Hi All,
I have a query related to Regular expressions in SQL.
I have a case where a portion of string has to be extracted from a column. The portion of that column will be prefixed with my column A. Please see the screenshot for the sample data. I have also added the output expected in a separate column (highlighted in green).
Scenarios:
- Now if a column value has more than 1 unique number then that has to be shown up with Null Eg: To verify CAN06010025, CAN06010026 & CAN06010030 after the approval.
In the above string I have more than 1 number(bold portion) and this case should be ignored (meaning it has to give me Null Value).
- If there is only one number and if it is repetitive then I have to consider that case and extract the portion of String.. Eg: Project USA12: Id USA12S001: Contact required -USA12S001- form to be updated
In this example, the portion I wanted to extract is repetitive and I am looking to extract the highlighted portion alone.
The same applies to the other cases as well.
I tried with the below sql. The challenge is my Col A can also be present in Col B (Line 2 in screenshot) and this code is considering my Col A portion when I count with REGEXP_COUNT function and is giving me the value as Null.

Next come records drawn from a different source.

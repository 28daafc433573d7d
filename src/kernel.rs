//! Runtime that owns and schedules the green threads of one OS thread.
//!
//! Every OS thread gets its own [`Runtime`], created on the first runtime
//! operation (or by [`init`]) and reached through a thread-local pointer.
//! The runtime is only ever borrowed for the duration of a short closure;
//! the actual context switch happens after the borrow ends, using the raw
//! context pointers computed while it was held.

use crate::arch::{Arch, DefaultArch, SavedContext};
use crate::config::RuntimeConfig;
use crate::errors::{InvalidOperationError, JoinError, ThreadError, ThreadResult};
use crate::mem::{StackCounters, StackPool, StackStats};
use crate::platform_timer::PreemptionTimer;
use crate::sched::{DefaultScheduler, Registry, Scheduler, Slot};
use crate::thread::{Entry, ExitValue, Outcome, Tcb, ThreadId, ThreadInfo, ThreadState};
use core::any::Any;
use core::cell::Cell;
use core::fmt;
use core::ptr;
use std::panic::{self, AssertUnwindSafe};
use std::sync::Arc;

/// Result of a scheduling pass.
#[derive(Debug, Clone, Copy, PartialEq, Eq)]
pub enum SwitchOutcome {
    /// Another thread ran; the caller has been resumed since
    Switched,
    /// No other thread was Ready and the caller kept running
    Stayed,
}

/// Context pointers of one pending switch.
struct SwitchPlan {
    prev: *mut SavedContext,
    next: *const SavedContext,
}

enum JoinStart {
    /// Target had already finished
    Done(Outcome),
    /// Caller is registered as the joiner and marked Scheduled
    Blocked,
}

/// Runtime counters.
#[derive(Debug, Clone, Copy, Default, PartialEq, Eq)]
pub struct RuntimeStats {
    /// Threads spawned, not counting the main thread
    pub threads_created: u64,
    pub context_switches: u64,
    /// Switches caused by quantum expiry at a preemption point
    pub preemptions: u64,
    /// Terminated threads removed by the scheduler
    pub threads_reclaimed: u64,
    /// Registered threads, including the main thread
    pub live_threads: usize,
    pub stacks: StackStats,
}

/// Green thread runtime of one OS thread.
///
/// The thread that created the runtime is registered as
/// [`ThreadId::MAIN`] and keeps running on its own OS stack; every spawned
/// thread runs on a stack from the runtime's [`StackPool`].
pub struct Runtime {
    registry: Registry,
    scheduler: DefaultScheduler,
    /// Slot of the running thread; never part of the scheduler's rotation
    current: Slot,
    stacks: StackPool,
    stack_counters: Arc<StackCounters>,
    timer: PreemptionTimer,
    next_thread_id: ThreadId,
    stats: RuntimeStats,
}

impl Runtime {
    /// Wrap the calling OS thread as the main thread and start the
    /// preemption timer.
    fn bootstrap(config: RuntimeConfig) -> Self {
        let mut registry = Registry::new();
        let current = registry.insert(Tcb::main());
        let stacks = StackPool::new(config.stack_size, config.stack_cache);
        let stack_counters = stacks.counters();
        let mut timer = PreemptionTimer::new(config.timer, config.quantum);
        timer.arm();

        log::debug!(
            "runtime initialized: {} byte stacks, {:?} quantum, {:?} preemption",
            config.stack_size,
            timer.quantum(),
            timer.mode()
        );

        Self {
            registry,
            scheduler: DefaultScheduler::new(),
            current,
            stacks,
            stack_counters,
            timer,
            next_thread_id: ThreadId::MAIN.successor(),
            stats: RuntimeStats::default(),
        }
    }

    /// Register a new Ready thread at the back of the rotation.
    pub(crate) fn spawn(&mut self, name: Option<String>, entry: Entry) -> ThreadResult<ThreadId> {
        let stack = self.stacks.allocate()?;
        let id = self.next_thread_id;
        self.next_thread_id = id.successor();

        let stack_top = stack.stack_top();
        let mut tcb = Tcb::spawned(id, name, stack, entry);
        // SAFETY: `stack_top` is 16-byte aligned and lies at the top of the
        // stack now owned by `tcb`.
        unsafe { DefaultArch::init_context(&mut tcb.context, stack_top, thread_trampoline) };

        log::debug!("spawned thread {} ({})", id, tcb.name().unwrap_or("unnamed"));
        let slot = self.registry.insert(tcb);
        self.scheduler.enqueue(slot);
        self.stats.threads_created += 1;
        Ok(id)
    }

    fn current_tcb(&self) -> &Tcb {
        match self.registry.get(self.current) {
            Some(tcb) => tcb,
            None => fatal(format_args!("running thread is missing from the registry")),
        }
    }

    fn current_tcb_mut(&mut self) -> &mut Tcb {
        match self.registry.get_mut(self.current) {
            Some(tcb) => tcb,
            None => fatal(format_args!("running thread is missing from the registry")),
        }
    }

    pub(crate) fn current_id(&self) -> ThreadId {
        self.current_tcb().id
    }

    /// One scheduling pass.
    ///
    /// Returns the switch to perform, or `None` if no other thread is
    /// Ready, in which case the caller keeps running with its status
    /// unchanged.
    fn prepare_switch(&mut self) -> Option<SwitchPlan> {
        self.timer.disarm();

        let pick = self.scheduler.pick_next(&mut self.registry);
        self.reclaim(pick.reclaimed);

        let Some(next) = pick.next else {
            self.timer.arm();
            return None;
        };

        let prev = self.current;
        let prev_tcb = self.current_tcb_mut();
        if prev_tcb.status == ThreadState::Running {
            prev_tcb.status = ThreadState::Ready;
        }
        self.scheduler.enqueue(prev);
        self.current = next;

        let Some((prev_tcb, next_tcb)) = self.registry.pair_mut(prev, next) else {
            fatal(format_args!("scheduler picked the running thread"));
        };
        next_tcb.status = ThreadState::Running;
        log::trace!("switch {} -> {}", prev_tcb.id, next_tcb.id);
        let plan = SwitchPlan {
            prev: &mut prev_tcb.context,
            next: &next_tcb.context,
        };

        self.stats.context_switches += 1;
        self.timer.arm();
        Some(plan)
    }

    /// Return the stacks of reclaimed threads to the pool.
    fn reclaim(&mut self, tcbs: Vec<Tcb>) {
        for mut tcb in tcbs {
            log::debug!("reclaiming thread {}", tcb.id);
            if let Some(stack) = tcb.stack.take() {
                self.stacks.release(stack);
            }
            self.stats.threads_reclaimed += 1;
        }
    }

    /// Record the running thread's outcome, release its joiner and pick
    /// the next thread.
    fn retire_current(&mut self, outcome: Outcome) -> Option<SwitchPlan> {
        let tcb = self.current_tcb_mut();
        tcb.entry = None;
        tcb.status = ThreadState::Finished;
        let id = tcb.id;
        let joiner = tcb.joiner;
        let panicked = outcome.is_err();

        let mut outcome = Some(outcome);
        if let Some(joiner) = joiner.and_then(|j| self.registry.tcb_mut(j).ok()) {
            joiner.received = outcome.take();
        }
        let tcb = self.current_tcb_mut();
        match outcome {
            Some(outcome) => tcb.result = Some(outcome),
            None => tcb.status = ThreadState::Terminated,
        }

        for waiter in self.registry.iter_mut() {
            if waiter.is_joining(id) {
                waiter.status = ThreadState::Ready;
                waiter.waiting_on = None;
            }
        }

        if panicked {
            log::debug!("thread {} exited by panicking", id);
        } else {
            log::debug!("thread {} exited", id);
        }
        self.prepare_switch()
    }

    fn blocked_threads(&self) -> usize {
        self.registry
            .iter()
            .filter(|tcb| tcb.status == ThreadState::Scheduled)
            .count()
    }

    fn begin_join(&mut self, id: ThreadId) -> ThreadResult<JoinStart> {
        let me = self.current_id();
        if id == me {
            return Err(ThreadError::would_deadlock());
        }

        let target = self.registry.tcb_mut(id)?;
        match target.status {
            ThreadState::Finished => {
                let outcome = target.result.take().ok_or(JoinError::AlreadyJoined)?;
                target.status = ThreadState::Terminated;
                log::debug!("thread {} joined finished thread {}", me, id);
                return Ok(JoinStart::Done(outcome));
            }
            ThreadState::Terminated => return Err(JoinError::AlreadyJoined.into()),
            _ if target.joiner.is_some() => return Err(JoinError::AlreadyJoined.into()),
            _ => target.joiner = Some(me),
        }

        let tcb = self.current_tcb_mut();
        tcb.status = ThreadState::Scheduled;
        tcb.waiting_on = Some(id);
        log::debug!("thread {} waiting for thread {}", me, id);
        Ok(JoinStart::Blocked)
    }

    /// Take the outcome delivered by the joined thread, or block again if
    /// it has not arrived.
    fn resume_join(&mut self, id: ThreadId) -> Option<Outcome> {
        let tcb = self.current_tcb_mut();
        let received = tcb.received.take();
        if received.is_none() {
            tcb.status = ThreadState::Scheduled;
            tcb.waiting_on = Some(id);
        }
        received
    }

    /// Undo a join registration that would never complete.
    fn cancel_join(&mut self, id: ThreadId) -> ThreadError {
        let me = self.current_id();
        if let Ok(target) = self.registry.tcb_mut(id) {
            if target.joiner == Some(me) {
                target.joiner = None;
            }
        }
        let tcb = self.current_tcb_mut();
        tcb.status = ThreadState::Running;
        tcb.waiting_on = None;
        log::debug!("join of thread {} by {} would deadlock", id, me);
        ThreadError::would_deadlock()
    }

    /// Mark the running thread as blocked; the next scheduling pass will
    /// not pick it until [`Runtime::wake`] releases it.
    pub(crate) fn block_current(&mut self) -> ThreadId {
        let tcb = self.current_tcb_mut();
        tcb.status = ThreadState::Scheduled;
        tcb.id
    }

    /// Restore the running thread after a block that did not happen.
    pub(crate) fn unblock_current(&mut self) {
        let tcb = self.current_tcb_mut();
        if tcb.status == ThreadState::Scheduled {
            tcb.status = ThreadState::Running;
        }
    }

    /// Make a thread blocked by [`Runtime::block_current`] Ready again.
    ///
    /// Unknown ids and threads blocked in a join are left alone.
    pub(crate) fn wake(&mut self, id: ThreadId) -> bool {
        match self.registry.tcb_mut(id) {
            Ok(tcb) if tcb.status == ThreadState::Scheduled && tcb.waiting_on.is_none() => {
                tcb.status = ThreadState::Ready;
                true
            }
            _ => false,
        }
    }

    pub(crate) fn thread_info(&self, id: ThreadId) -> ThreadResult<ThreadInfo> {
        self.registry.tcb(id).map(Tcb::info)
    }

    pub fn stats(&self) -> RuntimeStats {
        RuntimeStats {
            live_threads: self.registry.len(),
            stacks: self.stack_counters.snapshot(),
            ..self.stats
        }
    }
}

impl Drop for Runtime {
    fn drop(&mut self) {
        self.scheduler.clear();
        let remaining = self.registry.drain();
        log::debug!("runtime torn down with {} live threads", remaining.len());
    }
}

My expectation is to extract that USA12S001 portion from the column.
Could you please help in achieving this where the above two conditions satisfies.
SQL:
SELECT
ColA,
ColB,
case when REGEXP_COUNT(ColB,ColA) >2 THEN NULL
ELSE REPLACE(REPLACE(concat(regexp_substr(ColB,ColA||'([[:alnum:]]+\.?)'),
nvl(regexp_substr(ColB,ColA||'(\-[[:digit:]]+)'),
regexp_substr(ColB,ColA||'([[:space:]]\-[[:space:]][[:digit:]]+)'))),
' ',''),'.','')
END AS Result
FROM
table
Test Data:
Col A
CAN06
USA12
USA27
HUN04
CAN05
USA24
CAN06
Col B
to verify CAN06010025, CAN06010026 & CAN06010030 after the approval
Project USA12: Id USA12S001: Contact required -USA12S001- form to be updated
Project USA27: Id: USA27S001: Prod
To review id HUN04S002-HUN04S004 after the due date.
ID: CAN05S005 with the details as CAN05S005 are completed.
Project USA24: Id: USA24S009: Data Issue
"Project: Subject CAN06S009: V2 & V3- Id CAN06S010: V1"